Like many companies in this space, Corduroy subscribes to a platform called SocialEdge, which is where I took the screenshots of Trump and Clinton’s reach and engagement rates at the top of this article. As far as a CRM and easy interface to generate sales sheets and campaign wrap-up reports, I haven’t seen anything better. Engagement is something many people don’t really consider when looking at someone’s page, but if they have a million followers and no one is commenting, something might be off.
Another platform we use for influencer discovery is called Intelligence Machine. This lets us pull the top earned videos for any brand and also find the topics and creators who upload the best performing video content for that brand. This means we can search for Pepsi and be able to see who the top dozen influencers are in the United States for videos with “Pepsi” in the tags (in terms of reach and engagement). This sort of data is more geared toward large brands, bigger influencers and wider reach and focused on YouTube and Facebook.
Sometimes influencers with a smaller reach are better for long-term engagements.

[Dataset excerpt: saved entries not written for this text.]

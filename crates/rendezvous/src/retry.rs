//! Connect backoff and cooperative cancellation.

use std::sync::atomic::{AtomicBool, Ordering};
use std::sync::Arc;
use std::time::Duration;

/// Capped exponential backoff between connect attempts.
///
/// There is no attempt limit: the producer keeps trying until the consumer
/// listens or the [`CancelToken`] is cancelled.
#[derive(Debug, Clone, Copy, PartialEq, Eq)]
pub struct RetryPolicy {
    /// Delay after the first failed attempt.
    pub initial: Duration,
    /// Upper bound for any single delay.
    pub max: Duration,
    pub multiplier: u32,
}

impl Default for RetryPolicy {
    fn default() -> Self {
        Self {
            initial: Duration::from_millis(5),
            max: Duration::from_millis(500),
            multiplier: 2,
        }
    }
}

impl RetryPolicy {
    pub fn backoff(&self) -> Backoff {
        Backoff {
            next: self.initial.min(self.max),
            policy: *self,
        }
    }
}

/// Infinite iterator of delays produced by a [`RetryPolicy`].
#[derive(Debug, Clone)]
pub struct Backoff {
    next: Duration,
    policy: RetryPolicy,
}

impl Iterator for Backoff {
    type Item = Duration;

    fn next(&mut self) -> Option<Duration> {
        let current = self.next;
        self.next = current
            .checked_mul(self.policy.multiplier.max(1))
            .unwrap_or(self.policy.max)
            .min(self.policy.max);
        Some(current)
    }
}

/// Shared flag that stops retry and update loops from another thread.
#[derive(Debug, Clone, Default)]
pub struct CancelToken(Arc<AtomicBool>);

impl CancelToken {
    pub fn new() -> Self {
        Self::default()
    }

    pub fn cancel(&self) {
        self.0.store(true, Ordering::Release);
    }

    pub fn is_cancelled(&self) -> bool {
        self.0.load(Ordering::Acquire)
    }

    /// Sleep for `duration` in short slices, returning early (with `false`)
    /// once cancelled.
    pub fn sleep(&self, duration: Duration) -> bool {
        const SLICE: Duration = Duration::from_millis(10);
        let mut left = duration;
        while !left.is_zero() {
            if self.is_cancelled() {
                return false;
            }
            let step = left.min(SLICE);
            std::thread::sleep(step);
            left -= step;
        }
        !self.is_cancelled()
    }
}
//! Producer side: turn a GPU image into a handle plus layout.

use dmabuf_core::{BufferMetadata, DmaBufHandle, ExportError};
use gpu_interop::GpuContextProvider;
use tracing::debug;

/// A handle ready to be sent, with the layout the importer needs.
///
/// Dropping it closes the exporter's copy of the descriptor. The image
/// itself stays shareable.
#[derive(Debug)]
pub struct ExportedBuffer {
    pub handle: DmaBufHandle,
    pub metadata: BufferMetadata,
}

/// Flush pending GPU writes to `image`, then export it.
///
/// The flush makes sure the importer never sees the image before its
/// initial contents have landed.
pub fn export_for_sharing<G: GpuContextProvider>(
    gpu: &mut G,
    image: &G::Image,
) -> Result<ExportedBuffer, ExportError> {
    gpu.flush();
    let (handle, metadata) = gpu.export_image(image)?;
    debug!(%metadata, ?handle, "image exported");
    Ok(ExportedBuffer { handle, metadata })
}
//! Error types for forcegraph-core.
//!
//! Uses `thiserror` for structured, matchable error variants. Lookups that
//! simply miss return `Option`; only operations that refuse to create state
//! report a [`GraphError`].

use crate::id::NodeId;
use thiserror::Error;

/// Errors produced by the forcegraph-core crate.
#[derive(Debug, Clone, PartialEq, Eq, Error)]
pub enum GraphError {
    /// An edge endpoint is not registered in the graph.
    #[error("node not found: NodeId({id})", id = id.0)]
    NodeNotFound { id: NodeId },

    /// A string could not be parsed as a node or edge id.
    #[error("invalid id: '{input}'")]
    InvalidId { input: String },

    /// Every id of the given kind has been handed out.
    #[error("{kind} id space exhausted")]
    IdSpaceExhausted { kind: &'static str },

    /// The node table, edge table and adjacency index disagree.
    #[error("graph inconsistency: {reason}")]
    GraphInconsistency { reason: String },
}
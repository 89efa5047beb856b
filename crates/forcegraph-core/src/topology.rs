//! Read-only export of the graph topology into petgraph.
//!
//! Layout and analysis code often wants petgraph's algorithms (cycle checks,
//! reachability, topological order). [`Graph::to_stable_graph`] builds a
//! `StableGraph` whose node weights are [`NodeId`]s and edge weights are
//! [`EdgeId`]s, plus the id-to-index mapping needed to query it.

use indexmap::IndexMap;
use petgraph::stable_graph::{NodeIndex, StableGraph};
use petgraph::Directed;

use crate::graph::Graph;
use crate::id::{EdgeId, NodeId};

/// A petgraph snapshot of a [`Graph`]'s topology.
#[derive(Debug, Clone)]
pub struct TopologySnapshot {
    /// Nodes weighted by their graph id, edges by theirs.
    pub graph: StableGraph<NodeId, EdgeId, Directed, u32>,
    /// Graph node id -> petgraph index.
    pub indices: IndexMap<NodeId, NodeIndex<u32>>,
}

impl TopologySnapshot {
    /// The petgraph index of a graph node, if it was exported.
    pub fn index_of(&self, id: NodeId) -> Option<NodeIndex<u32>> {
        self.indices.get(&id).copied()
    }
}

impl Graph {
    /// Exports nodes and edges, in insertion order, into a petgraph
    /// `StableGraph`. Later mutations of `self` are not reflected.
    pub fn to_stable_graph(&self) -> TopologySnapshot {
        let mut graph = StableGraph::with_capacity(self.node_count(), self.edge_count());
        let mut indices = IndexMap::with_capacity(self.node_count());

        for id in self.node_ids() {
            indices.insert(id, graph.add_node(id));
        }
        // Endpoints are always registered, so every lookup succeeds.
        for edge in self.edges() {
            if let (Some(&source), Some(&target)) =
                (indices.get(&edge.source), indices.get(&edge.target))
            {
                graph.add_edge(source, target, edge.id);
            }
        }

        TopologySnapshot { graph, indices }
    }
}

A high-end fashion brand with narrow audience would be better suited to a small influencer with a niche audience rather than going for mass promotion. Paying a Kardashian for a tweet may make some on your team feel relevant, but the click-through rate is probably going to be horrible. Smaller to medium size influencers arguably have more loyal fans who are more likely to engage with recommendations or integrations.
Ultimately, you want to be able to marry an influencer to a brand, like Nike did with Michael Jordan. This way they are as invested in the success of your product as you are. If you focus on a one-time promotion and your app gets some downloads, there’s nothing to retain them as monthly active users. But if you get Miley Cyrus to use the app exclusively for “x” purpose and she’s promoting it somehow on an ongoing basis, more people are likely to continue using it as well. To this end, some even say that the line between brand and influencer is blurring already.
An example influencer campaign I worked on was for a gaming console leading up to the product launch. The first phase of integrations was for a dozen or so of the top technology reviewers and unboxers on YouTube. This got the search algorithms to rank the videos of sponsored product reviews higher in search before the product was even launched. After the product launched we then had integrations with broader channels with bigger audiences and just had them mention using the console without making their entire videos about it. This helped on the awareness side of the funnel, which sent people searching online to do their own research and find the product reviews from phase one of our campaign.
On Public Opinion:
Of course likes don’t always equal sales, but if I hear one person tell me a new movie is good and I should go to the theater and see it, I’ll consider it. But if a dozen people I respect all tell me within the span of a few days that I should go see it, I’m much more likely to be convinced.
It could be argued that ours is simply a culture of immediate gratification and narcissism, and that we are just further enabling that by rewarding social media stars for posting selfies. It could also be argued that social media is often the cause of more distraction than progress, and as Wendell Berry said, it will “destroy all distinctions between public and community” if it hasn’t already.